Misalnya, biaya simpanan untuk bank-bank terbesar mencapai 2,2% pada Q2/2023, dibandingkan dengan 2,5% untuk bank-bank kecil. Ini adalah pola serupa di negara-negara lain – terutama di kelompok negara berkembang Asia dan lebih spesifik Indonesia – yang pernah mengalami kenaikan suku bunga cukup ekstrem.
Ke depan, industri perbankan global mungkin masih kesulitan menurunkan biaya deposito yang tinggi (dan beta deposito yang lebih rendah), bahkan ketika suku bunga acuan sudah bergerak turun. Ekspektasi nasabah terhadap suku bunga yang lebih tinggi, ditambah dengan meningkatnya persaingan pasar, akan memaksa beberapa bank menawarkan suku bunga deposito yang lebih tinggi (dikenal dengan istilah special rate) untuk mempertahankan nasabah dan menopang likuiditas.

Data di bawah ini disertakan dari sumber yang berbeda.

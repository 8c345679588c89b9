//! HTTP surface of an operator.

use std::sync::Arc;

use axum::extract::{Path, Query, State};
use axum::http::StatusCode;
use axum::routing::post;
use axum::{Json, Router};
use serde::{Deserialize, Serialize};
use tower_http::trace::TraceLayer;
use uuid::Uuid;

use crate::error::ApiError;
use crate::model::{ActionReport, LifecycleAction};
use crate::operator::Operator;

pub fn router(operator: Arc<Operator>) -> Router {
    Router::new()
        .route("/server/:uuid/:action", post(execute_action))
        .route("/cron/cache/clear", post(clear_cache))
        .layer(TraceLayer::new_for_http())
        .with_state(operator)
}

async fn execute_action(
    State(operator): State<Arc<Operator>>,
    Path((server, action)): Path<(Uuid, String)>,
) -> Result<Json<ActionReport>, ApiError> {
    let action: LifecycleAction = action.parse().map_err(ApiError::bad_request)?;
    let report = operator.execute(server, action).await?;
    if let Some(update) = report.update.as_ref().filter(|u| !u.is_success()) {
        let failed: Vec<String> = update
            .failures
            .iter()
            .map(|f| format!("{}: {}", f.identifier, f.error))
            .collect();
        return Err(ApiError::new(
            StatusCode::INTERNAL_SERVER_ERROR,
            "UPDATE_FAILED",
            format!("{}; {}", report.message, failed.join("; ")),
        ));
    }
    Ok(Json(report))
}

#[derive(Debug, Deserialize)]
struct ClearQuery {
    age: String,
}

#[derive(Debug, Serialize, Deserialize)]
#[serde(rename_all = "camelCase")]
pub struct ClearResponse {
    pub removed: usize,
}

async fn clear_cache(
    State(operator): State<Arc<Operator>>,
    Query(query): Query<ClearQuery>,
) -> Result<Json<ClearResponse>, ApiError> {
    let max_age = humantime::parse_duration(&query.age)
        .map_err(|e| ApiError::bad_request(format!("invalid age '{}': {}", query.age, e)))?;
    let removed = operator.clear_cache(max_age).await?;
    Ok(Json(ClearResponse { removed }))
}
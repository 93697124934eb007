//! AC frequency response of a transfer function.
//!
//! For each frequency point:
//!   1. Set s = jω where ω = 2πf
//!   2. Evaluate the compiled expression
//!   3. Convert to magnitude and phase
//!
//! Points are independent and evaluated in parallel; phase unwrapping runs
//! over the whole sweep afterwards.
//!
//! Frequency grids:
//!   - DEC: logarithmic, n_points per decade
//!   - OCT: logarithmic, n_points per octave
//!   - LIN: linear, n_points total

use std::f64::consts::PI;

use num_complex::Complex64;
use rayon::prelude::*;
use serde_derive::Deserialize;

use super::{MagnitudeMode, Response};
use crate::error::EvalError;
use crate::expr::eval::CompiledExpr;
use crate::expr::Expr;

/// Grid spacing of a frequency sweep.
#[derive(Debug, Clone, Copy, PartialEq, Eq, Deserialize)]
#[serde(rename_all = "lowercase")]
pub enum SweepType {
    Dec,
    Oct,
    Lin,
}

/// Evaluate `expr`, a function of `s` only, at each frequency.
pub fn evaluate(expr: &Expr, frequencies: &[f64], mode: MagnitudeMode) -> Result<Response, EvalError> {
    check_frequencies(frequencies)?;
    if mode == MagnitudeMode::Decibel && expr.is_zero() {
        return Err(EvalError::ZeroResponse);
    }
    let compiled = CompiledExpr::new(expr, &[])?;
    let _span = tracing::info_span!("ac_response", n_points = frequencies.len()).entered();

    let h = sample(&compiled, &[], frequencies);
    Ok(response_from_samples(frequencies, &h, mode))
}

/// Every frequency must be finite and strictly positive.
pub fn check_frequencies(frequencies: &[f64]) -> Result<(), EvalError> {
    match frequencies.iter().find(|f| !(f.is_finite() && **f > 0.0)) {
        Some(&f) => Err(EvalError::InvalidFrequency(f)),
        None => Ok(()),
    }
}

/// Complex samples of a compiled transfer function at `s = j·2π·f`.
pub fn sample(compiled: &CompiledExpr, params: &[f64], frequencies: &[f64]) -> Vec<Complex64> {
    frequencies
        .par_iter()
        .map(|&f| compiled.eval(Complex64::new(0.0, 2.0 * PI * f), params))
        .collect()
}

/// Magnitude and unwrapped phase of complex samples.
pub fn response_from_samples(frequencies: &[f64], h: &[Complex64], mode: MagnitudeMode) -> Response {
    let magnitude = h
        .iter()
        .map(|v| match mode {
            MagnitudeMode::Decibel => 20.0 * v.norm().log10(),
            MagnitudeMode::Linear => v.norm(),
        })
        .collect();
    let phase: Vec<f64> = h.iter().map(|v| v.arg()).collect();
    let phase_deg = unwrap_phase(&phase).into_iter().map(f64::to_degrees).collect();
    Response {
        frequencies: frequencies.to_vec(),
        magnitude,
        phase_deg,
        mode,
    }
}

/// Remove 2π jumps between consecutive phase samples (radians).
pub fn unwrap_phase(phase: &[f64]) -> Vec<f64> {
    let mut out = Vec::with_capacity(phase.len());
    let mut correction = 0.0;
    for (i, &p) in phase.iter().enumerate() {
        if i > 0 {
            let d = p - phase[i - 1];
            let mut dd = (d + PI).rem_euclid(2.0 * PI) - PI;
            if dd == -PI && d > 0.0 {
                dd = PI;
            }
            if d.abs() >= PI {
                correction += dd - d;
            }
        }
        out.push(p + correction);
    }
    out
}

/// `n` logarithmically spaced points from `fmin` to `fmax`, both included.
pub fn log_frequencies(fmin: f64, fmax: f64, n: usize) -> Vec<f64> {
    match n {
        0 => Vec::new(),
        1 => vec![fmin],
        _ => {
            let (a, b) = (fmin.log10(), fmax.log10());
            let step = (b - a) / (n - 1) as f64;
            (0..n).map(|i| 10f64.powf(a + step * i as f64)).collect()
        }
    }
}

/// Generate frequency points for the given sweep type. Logarithmic sweeps
/// include `f_stop` when it falls on the grid.
pub fn sweep_frequencies(sweep_type: SweepType, n_points: usize, f_start: f64, f_stop: f64) -> Vec<f64> {
    if n_points == 0 || f_stop < f_start {
        return Vec::new();
    }
    match sweep_type {
        SweepType::Dec => geometric(10.0, n_points, f_start, f_stop),
        SweepType::Oct => geometric(2.0, n_points, f_start, f_stop),
        SweepType::Lin => {
            if n_points <= 1 {
                return vec![f_start];
            }
            let step = (f_stop - f_start) / (n_points - 1) as f64;
            (0..n_points).map(|i| f_start + step * i as f64).collect()
        }
    }
}

fn geometric(base: f64, per_interval: usize, f_start: f64, f_stop: f64) -> Vec<f64> {
    let intervals = (f_stop / f_start).ln() / base.ln();
    let total = (per_interval as f64 * intervals + 1e-9).floor() as usize + 1;
    (0..total)
        .map(|i| f_start * base.powf(i as f64 / per_interval as f64))
        .collect()
}

#[cfg(test)]
mod tests {
    use super::*;
    use approx::assert_relative_eq;

    fn rc() -> Expr {
        // 1/(1 + s*R*C), R = 5M, C = 10p
        (Expr::one() + Expr::s() * Expr::num(5e6) * Expr::num(10e-12)).recip()
    }

    #[test]
    fn test_rc_corner() {
        let r = evaluate(&rc(), &[3183.1], MagnitudeMode::Decibel).unwrap();
        assert!((r.magnitude[0] + 3.0103).abs() < 0.1);
        assert!((r.phase_deg[0] + 45.0).abs() < 0.1);
    }

    #[test]
    fn test_linear_mode() {
        let r = evaluate(&rc(), &[1e-3, 3183.1], MagnitudeMode::Linear).unwrap();
        assert_relative_eq!(r.magnitude[0], 1.0, max_relative = 1e-9);
        assert_relative_eq!(r.magnitude[1], 0.5f64.sqrt(), max_relative = 1e-3);
    }

    #[test]
    fn test_errors() {
        assert_eq!(
            evaluate(&rc(), &[10.0, 0.0], MagnitudeMode::Decibel).unwrap_err(),
            EvalError::InvalidFrequency(0.0)
        );
        assert_eq!(
            evaluate(&Expr::zero(), &[10.0], MagnitudeMode::Decibel).unwrap_err(),
            EvalError::ZeroResponse
        );
        assert!(evaluate(&Expr::zero(), &[10.0], MagnitudeMode::Linear).is_ok());
        assert!(matches!(
            evaluate(&Expr::sym("R1"), &[10.0], MagnitudeMode::Decibel),
            Err(EvalError::IncompleteSubstitution { .. })
        ));
    }

    #[test]
    fn test_unwrap_phase() {
        let wrapped = [3.0, -3.0, 3.1, -3.1];
        let unwrapped = unwrap_phase(&wrapped);
        for pair in unwrapped.windows(2) {
            assert!((pair[1] - pair[0]).abs() < PI);
        }
        assert_relative_eq!(unwrapped[1], -3.0 + 2.0 * PI, max_relative = 1e-12);
    }

    #[test]
    fn test_third_order_phase_continuous() {
        // three coincident poles pass through -180 degrees
        let pole = (Expr::one() + Expr::s() * Expr::num(1e-3)).recip();
        let expr = pole.clone() * pole.clone() * pole;
        let f = log_frequencies(1.0, 1e5, 200);
        let r = evaluate(&expr, &f, MagnitudeMode::Decibel).unwrap();
        assert_eq!(r.frequencies, f);
        for pair in r.phase_deg.windows(2) {
            assert!((pair[1] - pair[0]).abs() < 10.0);
        }
        assert!(*r.phase_deg.last().unwrap() < -260.0);
    }

    #[test]
    fn test_log_frequencies() {
        let f = log_frequencies(1.0, 1e9, 10);
        assert_eq!(f.len(), 10);
        assert_relative_eq!(f[0], 1.0, max_relative = 1e-12);
        assert_relative_eq!(f[9], 1e9, max_relative = 1e-12);
        assert_relative_eq!(f[1], 10.0, max_relative = 1e-12);
    }

    #[test]
    fn test_sweep_frequencies() {
        let dec = sweep_frequencies(SweepType::Dec, 10, 1.0, 1000.0);
        assert_eq!(dec.len(), 31);
        assert_relative_eq!(dec[30], 1000.0, max_relative = 1e-9);
        let oct = sweep_frequencies(SweepType::Oct, 1, 100.0, 800.0);
        assert_eq!(oct.len(), 4);
        let lin = sweep_frequencies(SweepType::Lin, 5, 0.0, 100.0);
        assert_eq!(lin, vec![0.0, 25.0, 50.0, 75.0, 100.0]);
    }
}
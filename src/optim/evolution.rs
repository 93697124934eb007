//! Differential evolution (best/1/bin) over the parameter box.
//!
//! Population of 15 members per dimension, seeded with the initial point.
//! Mutation factor dithered per generation in [0.5, 1), crossover rate 0.7.
//! Stops when the spread of the population's energies falls below 1% of
//! their mean.

use rayon::prelude::*;

use super::{all_finite, Flow, OptimStep, Outcome, Problem, Status, StopReason};

const POPULATION_PER_DIM: usize = 15;
const CROSSOVER: f64 = 0.7;
const TOLERANCE: f64 = 0.01;

/// xorshift64* generator; reproducible from a seed.
struct Rng(u64);

impl Rng {
    fn new(seed: u64) -> Self {
        // zero is a fixed point of xorshift
        Self(seed ^ 0x9e37_79b9_7f4a_7c15)
    }

    fn next_u64(&mut self) -> u64 {
        let mut x = self.0;
        x ^= x >> 12;
        x ^= x << 25;
        x ^= x >> 27;
        self.0 = x;
        x.wrapping_mul(0x2545_f491_4f6c_dd1d)
    }

    /// Uniform in [0, 1).
    fn next_f64(&mut self) -> f64 {
        (self.next_u64() >> 11) as f64 / (1u64 << 53) as f64
    }

    /// Uniform in 0..n.
    fn below(&mut self, n: usize) -> usize {
        (self.next_f64() * n as f64) as usize % n
    }
}

fn energy(problem: &Problem, x: &[f64]) -> f64 {
    let r = problem.residuals(x);
    if all_finite(&r) {
        r.iter().map(|v| v * v).sum()
    } else {
        f64::INFINITY
    }
}

fn argmin(values: &[f64]) -> usize {
    values
        .iter()
        .enumerate()
        .fold((0, f64::INFINITY), |best, (i, &v)| if v < best.1 { (i, v) } else { best })
        .0
}

fn converged(energies: &[f64]) -> bool {
    if !all_finite(energies) {
        return false;
    }
    let n = energies.len() as f64;
    let mean = energies.iter().sum::<f64>() / n;
    let var = energies.iter().map(|e| (e - mean).powi(2)).sum::<f64>() / n;
    var.sqrt() <= TOLERANCE * mean.abs()
}

pub(crate) fn minimize(problem: &Problem, on_step: &mut dyn FnMut(&OptimStep) -> Flow) -> Outcome {
    let cfg = problem.config();
    let (lower, upper) = (problem.lower(), problem.upper());
    let n = problem.dim();
    let size = (POPULATION_PER_DIM * n).max(5);
    let mut rng = Rng::new(cfg.seed);

    let mut population: Vec<Vec<f64>> = Vec::with_capacity(size);
    population.push(problem.x0().to_vec());
    while population.len() < size {
        population.push(
            (0..n)
                .map(|j| lower[j] + rng.next_f64() * (upper[j] - lower[j]))
                .collect(),
        );
    }
    let mut energies: Vec<f64> = population.par_iter().map(|x| energy(problem, x)).collect();
    let mut nfev = size;
    let mut best = argmin(&energies);

    let mut generation = 0;
    let status = loop {
        if generation >= cfg.max_generations {
            break Status::MaxEvaluations;
        }
        generation += 1;
        let _span = tracing::debug_span!("de_generation", generation).entered();
        let scale = 0.5 + 0.5 * rng.next_f64();

        let trials: Vec<Vec<f64>> = (0..size)
            .map(|i| {
                let r1 = loop {
                    let r = rng.below(size);
                    if r != i {
                        break r;
                    }
                };
                let r2 = loop {
                    let r = rng.below(size);
                    if r != i && r != r1 {
                        break r;
                    }
                };
                let forced = rng.below(n);
                (0..n)
                    .map(|j| {
                        if j == forced || rng.next_f64() < CROSSOVER {
                            let v = population[best][j]
                                + scale * (population[r1][j] - population[r2][j]);
                            v.clamp(lower[j], upper[j])
                        } else {
                            population[i][j]
                        }
                    })
                    .collect()
            })
            .collect();
        let trial_energies: Vec<f64> = trials.par_iter().map(|x| energy(problem, x)).collect();
        nfev += size;

        for (i, (trial, e)) in trials.into_iter().zip(trial_energies).enumerate() {
            if e <= energies[i] {
                population[i] = trial;
                energies[i] = e;
            }
        }
        best = argmin(&energies);
        tracing::debug!(best_energy = energies[best], scale, "generation done");

        let x = &population[best];
        if on_step(&problem.step(generation, x, &problem.residuals(x))) == Flow::Stop {
            break Status::Cancelled;
        }
        if converged(&energies) {
            break Status::Converged(StopReason::PopulationSpread);
        }
    };

    Outcome {
        x: population.swap_remove(best),
        iterations: generation,
        nfev,
        status,
    }
}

Namun, situasinya akan bervariasi menurut wilayah. Di bank-bank Eropa, misalnya, mungkin dapat mengurangi biaya deposito lebih cepat. Industri perbankan Eropa belum menghadapi banyak persaingan dari dana pasar uang, tidak seperti di AS. Selama gejolak perbankan pada Maret 2023 lalu, arus masuk ke dana pasar uang Eropa mencapai US$19,3 miliar, lebih kecil dibandingkan dengan US$367 miliar ke dana pasar uang AS.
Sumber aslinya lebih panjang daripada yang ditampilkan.